FISBe: A real-world benchmark dataset for instance segmentation of long-range thin filamentous structures

About

This is the official implementation of the FISBe (FlyLight Instance Segmentation Benchmark) evaluation pipeline. It is the first publicly available multi-neuron light microscopy dataset with pixel-wise annotations.

Download the dataset: https://kainmueller-lab.github.io/fisbe/

The benchmark supports 2D and 3D segmentations and computes a wide range of commonly used evaluation metrics (e.g., AP, F1, coverage). Crucially, it provides specialized error attribution for topological errors (False Merges, False Splits) relevant to filamentous structures.

Features

Standard Metrics: AP, F1, Precision, Recall.
FISBe Metrics: Greedy many-to-many matching for False Merges (FM) and False Splits (FS).
Flexibility: Supports HDF5 (.hdf, .h5) and Zarr (.zarr) files.
Modes: Run on single files, entire folders, or in stability analysis mode.
Partly Labeled Data: Robust evaluation ignoring background conflicts for sparse Ground Truth.

Installation

The recommended way to install is using uv (fastest) or micromamba.
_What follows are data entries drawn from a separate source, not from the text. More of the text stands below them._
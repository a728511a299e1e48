//! Application-level errors (wraps domain errors)

use thiserror::Error;

use crate::domain::DomainError;

/// Application errors wrap domain errors and add configuration concerns.
#[derive(Error, Debug)]
pub enum ApplicationError {
    #[error("{0}")]
    Domain(#[from] DomainError),

    #[error("config error: {message}")]
    Config { message: String },
}

/// Result type for application layer operations.
pub type ApplicationResult<T> = Result<T, ApplicationError>;
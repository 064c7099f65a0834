//! `aliveos-kernel` – Admission & Orchestration
//!
//! Decides who may run a concept right now.  It does not resolve or execute
//! anything; it enforces the tier discipline.
//!
//! # Modules
//!
//! - [`tier_lock`] – the [`TierLock`][tier_lock::TierLock] trait with its two
//!   implementations: the binary, non-blocking
//!   [`ExclusiveLock`][tier_lock::ExclusiveLock] and the never-rejecting
//!   [`CountingLock`][tier_lock::CountingLock].
//! - [`concurrency_manager`] – [`ConcurrencyManager`][concurrency_manager::ConcurrencyManager]:
//!   one lock per [`Tier`][aliveos_types::Tier], each with its own admission
//!   policy, handing out RAII [`TierPermit`][concurrency_manager::TierPermit]s.
//! - [`readiness`] – [`ReadinessGate`][readiness::ReadinessGate]: the
//!   one-time startup barrier waited on before the first `Continue` signal.

pub mod concurrency_manager;
pub mod readiness;
pub mod tier_lock;

pub use concurrency_manager::{ConcurrencyManager, LockStatus, TierPermit};
pub use readiness::ReadinessGate;
pub use tier_lock::{CountingLock, ExclusiveLock, TierLock};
Option 1: Using `uv` (Fastest)

# 1. Install uv (if not installed)
pip install uv

# 2. Clone and install
git clone https://github.com/Kainmueller-Lab/evaluate-instance-segmentation.git
cd evaluate-instance-segmentation
uv venv
uv pip install -e .

Option 2: Using `micromamba` or `conda`

micromamba create -n evalinstseg python=3.10
micromamba activate evalinstseg

git clone https://github.com/Kainmueller-Lab/evaluate-instance-segmentation.git
cd evaluate-instance-segmentation
pip install -e .

Usage: Command Line (CLI)

The evalinstseg command is automatically available after installation.

1. Evaluate a Single File

evalinstseg \
  --res_file tests/pred/R14A02-20180905.hdf \
  --res_key volumes/labels \
  --gt_file tests/gt/R14A02-20180905.zarr \
  --gt_key volumes/gt_instances \
  --out_dir tests/results \
  --app flylight

2. Evaluate an Entire Folder

If you provide a directory path to --res_file, the tool will look for matching Ground Truth files in the --gt_file folder. Files are matched by name.

evalinstseg \
  --res_file /path/to/predictions_folder \
  --res_key volumes/labels \
  --gt_file /path/to/ground_truth_folder \
  --gt_key volumes/gt_instances \
  --out_dir /path/to/output_folder \
  --app flylight

3. Stability & Robustness Mode

Compute the Mean ± Std of metrics across exactly 3 different training runs (e.g., different random seeds).

evalinstseg \
  --stability_mode \
  --run_dirs experiments/seed1 experiments/seed2 experiments/seed3 \
  --gt_file data/ground_truth_folder \
  --out_dir results/stability_report \
  --app flylight

Requirements:

--run_dirs: Provide exactly 3 folders.
--gt_file: The folder containing Ground Truth files (filenames must match predictions).

4. Partly Labeled Data

If your ground truth is sparse (not fully dense), use the --partly flag. T

Usage: Python Package

You can integrate the benchmark directly into your Python scripts or notebooks.

Evaluate a File

from evalinstseg import evaluate_file

# Run evaluation
metrics = evaluate_file(
    res_file="tests/pred/sample_01.hdf",
    gt_file="tests/gt/sample_01.zarr",
    res_key="volumes/labels",
    gt_key="volumes/gt_instances",
    out_dir="output_folder",
    ndim=3,
    app="flylight",  # Applies default FISBe config
    partly=False     # Set True for sparse GT
)

# Access metrics directly
print("AP:", metrics['confusion_matrix']['avAP'])
print("False Merges:", metrics['general']['FM'])

Evaluate Raw Numpy Arrays

If you already have the arrays loaded in memory:

import numpy as np
from evalinstseg import evaluate_volume

pred_array = np.load(...) # Shape: (Z, Y, X)
gt_array = np.load(...)

metrics = evaluate_volume(
    gt_labels=gt_array,
    pred_labels=pred_array,
    ndim=3,
    outFn="output_path_prefix",
    localization_criterion="cldice",  # or 'iou'
    assignment_strategy="greedy",
    add_general_metrics=["false_merge", "false_split"]
)

4. Partly Labeled Data (`--partly`)

Some samples contain sparse / incomplete GT annotations. In this setting, counting all unmatched predictions as false positives is not meaningful.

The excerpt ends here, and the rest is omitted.